— Excerpts from a dataset —
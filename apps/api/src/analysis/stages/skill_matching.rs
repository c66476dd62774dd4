//! Stage 2: verify candidate matches against the taxonomy.
//!
//! A candidate survives only if its name resolves to a taxonomy skill and at least
//! one of its evidence terms is a keyword of that skill. Category and weight are
//! always copied from the taxonomy, never from the candidate.

use std::collections::HashSet;

use serde::{Deserialize, Serialize};
use tracing::debug;

use crate::analysis::bundle::AnalysisBundle;
use crate::analysis::stages::jd_parsing::ParsedJD;
use crate::analysis::stages::{Stage, StageFailure};
use crate::analysis::taxonomy::Taxonomy;

/// Max evidence terms kept per matched skill.
pub const MAX_EVIDENCE: usize = 6;

#[derive(Debug, Clone, PartialEq, Eq, Serialize, Deserialize)]
pub struct MatchedSkill {
    pub category: String,
    pub name: String,
    pub weight: u32,
    pub evidence: Vec<String>,
}

#[derive(Debug, Clone, Default, PartialEq, Eq, Serialize, Deserialize)]
#[serde(rename_all = "camelCase")]
pub struct SkillMatchingOutput {
    pub matched_skills: Vec<MatchedSkill>,
}

pub struct SkillMatchingInput<'a> {
    /// Threaded through for context; matching does not depend on it.
    pub parsed: &'a ParsedJD,
    pub bundle: &'a AnalysisBundle,
    pub taxonomy: &'a Taxonomy,
}

pub struct SkillMatching;

impl Stage for SkillMatching {
    const NAME: &'static str = "Skill Matching Skill";
    const DESCRIPTION: &'static str =
        "Validate LLM skill matches against taxonomy names and keyword evidence.";
}

impl SkillMatching {
    pub fn run(input: SkillMatchingInput<'_>) -> Result<SkillMatchingOutput, StageFailure> {
        let matched_skills = match_skills(input.bundle, input.taxonomy);
        debug!(
            "Skill matching kept {}/{} candidates ({} tokens in JD)",
            matched_skills.len(),
            input.bundle.matched_skills.len(),
            input.parsed.tokens.len()
        );
        Ok(SkillMatchingOutput { matched_skills })
    }
}

pub fn match_skills(bundle: &AnalysisBundle, taxonomy: &Taxonomy) -> Vec<MatchedSkill> {
    let mut seen = HashSet::new();

    bundle
        .matched_skills
        .iter()
        .filter_map(|candidate| {
            let skill = taxonomy.get(&candidate.name)?;

            let evidence: Vec<String> = candidate
                .evidence
                .iter()
                .filter(|term| skill.has_keyword(term))
                .take(MAX_EVIDENCE)
                .cloned()
                .collect();

            if evidence.is_empty() {
                return None;
            }

            Some(MatchedSkill {
                category: skill.category.clone(),
                name: skill.name.clone(),
                weight: skill.weight,
                evidence,
            })
        })
        .filter(|m| seen.insert(m.name.clone()))
        .collect()
}
// Prompt constants for the analysis bundle request.
// Cross-cutting fragments live in llm_client::prompts.

/// Role line for the single upfront bundle request.
pub const BUNDLE_ROLE_SYSTEM: &str = "You are a job description skill analyst. \
    Read one job description and a closed skill taxonomy, then produce a single analysis bundle \
    covering normalized text, tokens, matched skills with evidence, missing high-priority skills, \
    a short gap summary and resume bullets.";

/// Constraints sent alongside the request payload.
pub const BUNDLE_CONSTRAINTS: &[&str] = &[
    "bullets must be 3 to 5 items",
    "evidence should be keyword-level",
    "use only taxonomy skill names/categories",
    "missingSkills suggestions should be high-importance taxonomy skills not supported by the JD",
    "summary is one or two sentences about the most important gaps",
];
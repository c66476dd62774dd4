//! Generative bundle producer.
//!
//! One structured request per analysis. The raw response is sanitized into an
//! [`AnalysisBundle`] before any stage sees it.

use async_trait::async_trait;
use serde_json::{json, Value};
use tracing::info;

use crate::analysis::bundle::{sanitize_bundle, AnalysisBundle, BundleError};
use crate::analysis::prompts::{BUNDLE_CONSTRAINTS, BUNDLE_ROLE_SYSTEM};
use crate::analysis::taxonomy::Taxonomy;
use crate::llm_client::prompts::{JSON_ONLY_SYSTEM, TAXONOMY_ONLY_INSTRUCTION};
use crate::llm_client::{ChatMessage, LlmClient};

/// Source of analysis bundles. Swappable so the pipeline can run without a live model.
#[async_trait]
pub trait BundleProducer: Send + Sync {
    async fn produce(&self, jd_text: &str, taxonomy: &Taxonomy) -> Result<AnalysisBundle, BundleError>;
}

/// Default producer backed by the chat completion client.
pub struct LlmBundleProducer {
    llm: LlmClient,
}

impl LlmBundleProducer {
    pub fn new(llm: LlmClient) -> Self {
        Self { llm }
    }
}

#[async_trait]
impl BundleProducer for LlmBundleProducer {
    async fn produce(&self, jd_text: &str, taxonomy: &Taxonomy) -> Result<AnalysisBundle, BundleError> {
        let messages = build_messages(jd_text, taxonomy)?;

        info!(
            "Requesting analysis bundle from {} ({} taxonomy skills)",
            self.llm.model(),
            taxonomy.skills().len()
        );
        let raw = self.llm.call_json(&messages).await?;

        sanitize_bundle(&raw, jd_text)
    }
}

/// System + user messages for the bundle request. The user message is a JSON
/// document carrying the JD, the full taxonomy, the output schema and constraints.
pub fn build_messages(jd_text: &str, taxonomy: &Taxonomy) -> Result<Vec<ChatMessage>, BundleError> {
    let system = format!("{BUNDLE_ROLE_SYSTEM} {TAXONOMY_ONLY_INSTRUCTION} {JSON_ONLY_SYSTEM}");

    let payload = json!({
        "jdText": jd_text,
        "taxonomy": taxonomy.skills(),
        "output_schema": output_schema(),
        "constraints": BUNDLE_CONSTRAINTS,
    });

    Ok(vec![
        ChatMessage::system(system),
        ChatMessage::user(serde_json::to_string(&payload)?),
    ])
}

fn output_schema() -> Value {
    json!({
        "normalizedText": "string",
        "tokens": ["string"],
        "matchedSkills": [{ "name": "string", "evidence": ["string"] }],
        "missingSkills": [{ "category": "string", "suggestions": ["string"] }],
        "summary": "string",
        "bullets": ["string"],
    })
}
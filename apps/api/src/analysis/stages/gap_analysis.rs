//! Stage 3: high-priority capability gaps, grouped by category.

use std::collections::{HashMap, HashSet};

use serde::{Deserialize, Serialize};
use tracing::warn;

use crate::analysis::bundle::{dedup, AnalysisBundle};
use crate::analysis::stages::skill_matching::{MatchedSkill, SkillMatchingOutput};
use crate::analysis::stages::{Stage, StageFailure};
use crate::analysis::taxonomy::Taxonomy;

#[derive(Debug, Clone, PartialEq, Eq, Serialize, Deserialize)]
pub struct MissingSkillGroup {
    pub category: String,
    pub suggestions: Vec<String>,
}

#[derive(Debug, Clone, Default, PartialEq, Eq, Serialize, Deserialize)]
#[serde(rename_all = "camelCase")]
pub struct GapAnalysisOutput {
    pub missing_skills: Vec<MissingSkillGroup>,
    pub summary: String,
}

pub struct GapAnalysisInput<'a> {
    pub matched: &'a SkillMatchingOutput,
    pub bundle: &'a AnalysisBundle,
    pub taxonomy: &'a Taxonomy,
}

pub struct GapAnalysis;

impl Stage for GapAnalysis {
    const NAME: &'static str = "Gap Analysis Skill";
    const DESCRIPTION: &'static str =
        "Detect high-priority missing skills by category and summarize gaps.";
}

impl GapAnalysis {
    pub fn run(input: GapAnalysisInput<'_>) -> Result<GapAnalysisOutput, StageFailure> {
        let mut missing_skills = filter_bundle_gaps(input.bundle, input.taxonomy);

        if missing_skills.is_empty() {
            missing_skills = fallback_gaps(&input.matched.matched_skills, input.taxonomy);
            warn!(
                "No valid gap groups in bundle; taxonomy fallback produced {} groups",
                missing_skills.len()
            );
        }

        let summary = match input.bundle.summary.trim() {
            "" => fallback_summary(missing_skills.len()),
            s => s.to_string(),
        };

        Ok(GapAnalysisOutput {
            missing_skills,
            summary,
        })
    }
}

/// Keeps only bundle gap groups whose suggestions are high-weight taxonomy skills
/// of the stated category. Suggestions are mapped to their canonical names.
pub fn filter_bundle_gaps(bundle: &AnalysisBundle, taxonomy: &Taxonomy) -> Vec<MissingSkillGroup> {
    // category -> (lowercased name -> canonical name), high-weight skills only
    let mut allowed: HashMap<&str, HashMap<String, &str>> = HashMap::new();
    for skill in taxonomy.high_weight() {
        allowed
            .entry(skill.category.as_str())
            .or_default()
            .insert(skill.name.to_lowercase(), skill.name.as_str());
    }

    bundle
        .missing_skills
        .iter()
        .filter_map(|group| {
            let category = group.category.trim();
            let names = allowed.get(category)?;

            let suggestions = dedup(
                group
                    .suggestions
                    .iter()
                    .filter_map(|s| names.get(&s.trim().to_lowercase()))
                    .map(|canonical| canonical.to_string()),
            );

            if suggestions.is_empty() {
                return None;
            }

            Some(MissingSkillGroup {
                category: category.to_string(),
                suggestions,
            })
        })
        .collect()
}

/// Every high-weight skill not already matched, grouped by category in taxonomy order.
pub fn fallback_gaps(matched: &[MatchedSkill], taxonomy: &Taxonomy) -> Vec<MissingSkillGroup> {
    let matched_names: HashSet<&str> = matched.iter().map(|m| m.name.as_str()).collect();

    taxonomy
        .categories()
        .iter()
        .filter_map(|category| {
            let suggestions: Vec<String> = taxonomy
                .high_weight()
                .filter(|s| &s.category == category && !matched_names.contains(s.name.as_str()))
                .map(|s| s.name.clone())
                .collect();

            (!suggestions.is_empty()).then(|| MissingSkillGroup {
                category: category.clone(),
                suggestions,
            })
        })
        .collect()
}

pub fn fallback_summary(group_count: usize) -> String {
    format!("Detected {group_count} categories with high-priority capability gaps.")
}

#[cfg(test)]
mod tests {
    use super::*;
    use crate::analysis::bundle::CandidateGap;
    use crate::analysis::taxonomy::skill;

    fn gap(category: &str, suggestions: &[&str]) -> CandidateGap {
        CandidateGap {
            category: category.to_string(),
            suggestions: suggestions.iter().map(|s| s.to_string()).collect(),
        }
    }

    fn matched(name: &str, category: &str, weight: u32) -> MatchedSkill {
        MatchedSkill {
            category: category.to_string(),
            name: name.to_string(),
            weight,
            evidence: vec!["x".to_string()],
        }
    }

    fn run(bundle: &AnalysisBundle, matched: &SkillMatchingOutput, taxonomy: &Taxonomy) -> GapAnalysisOutput {
        GapAnalysis::run(GapAnalysisInput {
            matched,
            bundle,
            taxonomy,
        })
        .unwrap()
    }

    #[test]
    fn test_valid_suggestions_mapped_to_canonical_names() {
        let taxonomy = Taxonomy::standard().unwrap();
        let bundle = AnalysisBundle {
            missing_skills: vec![gap("Data Engineering", &["data pipeline", "DATA MODELING", "Spark"])],
            summary: "Missing data work.".to_string(),
            ..Default::default()
        };
        let out = run(&bundle, &SkillMatchingOutput::default(), &taxonomy);
        assert_eq!(out.missing_skills.len(), 1);
        assert_eq!(
            out.missing_skills[0].suggestions,
            vec!["Data Pipeline", "Data Modeling"]
        );
        assert_eq!(out.summary, "Missing data work.");
    }

    #[test]
    fn test_low_weight_and_cross_category_suggestions_dropped() {
        let taxonomy = Taxonomy::standard().unwrap();
        let bundle = AnalysisBundle {
            missing_skills: vec![
                // weight 3, below threshold
                gap("Frontend Engineering", &["Performance Optimization"]),
                // valid skill, wrong category
                gap("AI / LLM", &["API Design"]),
                gap("Made Up", &["API Design"]),
                gap("AI / LLM", &["Prompt Engineering"]),
            ],
            ..Default::default()
        };
        let groups = filter_bundle_gaps(&bundle, &taxonomy);
        assert_eq!(groups.len(), 1);
        assert_eq!(groups[0].category, "AI / LLM");
        assert_eq!(groups[0].suggestions, vec!["Prompt Engineering"]);
    }

    #[test]
    fn test_every_output_suggestion_is_high_weight_in_its_category() {
        let taxonomy = Taxonomy::standard().unwrap();
        let bundle = AnalysisBundle {
            missing_skills: vec![
                gap("System / Infra", &["Cloud Infrastructure", "reliability engineering", "Model Evaluation"]),
                gap("Experiment / AB Test", &["Growth Analytics", "Experiment Design"]),
            ],
            ..Default::default()
        };
        let out = run(&bundle, &SkillMatchingOutput::default(), &taxonomy);
        for group in &out.missing_skills {
            for suggestion in &group.suggestions {
                let skill = taxonomy.get(suggestion).unwrap();
                assert_eq!(skill.category, group.category);
                assert!(skill.weight >= 4);
            }
        }
    }

    #[test]
    fn test_empty_bundle_gaps_use_taxonomy_fallback() {
        let taxonomy = Taxonomy::standard().unwrap();
        let matched_output = SkillMatchingOutput {
            matched_skills: vec![
                matched("API Design", "Backend Engineering", 5),
                matched("Service Architecture", "Backend Engineering", 4),
                matched("Data Pipeline", "Data Engineering", 5),
            ],
        };
        let bundle = AnalysisBundle {
            missing_skills: vec![gap("Backend Engineering", &["Not A Skill"])],
            ..Default::default()
        };
        let out = run(&bundle, &matched_output, &taxonomy);

        let categories: Vec<&str> = out.missing_skills.iter().map(|g| g.category.as_str()).collect();
        assert_eq!(
            categories,
            vec![
                "Frontend Engineering",
                "Data Engineering",
                "AI / LLM",
                "System / Infra",
                "Experiment / AB Test"
            ]
        );
        assert_eq!(out.missing_skills[1].suggestions, vec!["Data Modeling"]);
        assert_eq!(
            out.missing_skills[3].suggestions,
            vec!["Cloud Infrastructure", "Reliability Engineering"]
        );
    }

    #[test]
    fn test_fallback_empty_when_everything_high_weight_is_matched() {
        let taxonomy = Taxonomy::new(vec![
            skill("A", "Cat", &["a"], 5),
            skill("B", "Cat", &["b"], 2),
        ])
        .unwrap();
        let groups = fallback_gaps(&[matched("A", "Cat", 5)], &taxonomy);
        assert!(groups.is_empty());
    }

    #[test]
    fn test_blank_summary_uses_group_count() {
        let taxonomy = Taxonomy::standard().unwrap();
        let bundle = AnalysisBundle {
            summary: "   ".to_string(),
            ..Default::default()
        };
        let out = run(&bundle, &SkillMatchingOutput::default(), &taxonomy);
        assert_eq!(out.missing_skills.len(), 6);
        assert_eq!(
            out.summary,
            "Detected 6 categories with high-priority capability gaps."
        );
    }
}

— Problem to work on —
Take the entries above and copy them exactly from the first line through the line with "use crate::analysis::bundle::AnalysisBundle;"; leave out every line after it.

— Response below —
filename apps/api/src/analysis/stages/skill_matching.rs
repository c66476dd62774dd4
//! Stage 2: verify candidate matches against the taxonomy.
//!
//! A candidate survives only if its name resolves to a taxonomy skill and at least
//! one of its evidence terms is a keyword of that skill. Category and weight are
//! always copied from the taxonomy, never from the candidate.

use std::collections::HashSet;

use serde::{Deserialize, Serialize};
use tracing::debug;

use crate::analysis::bundle::AnalysisBundle;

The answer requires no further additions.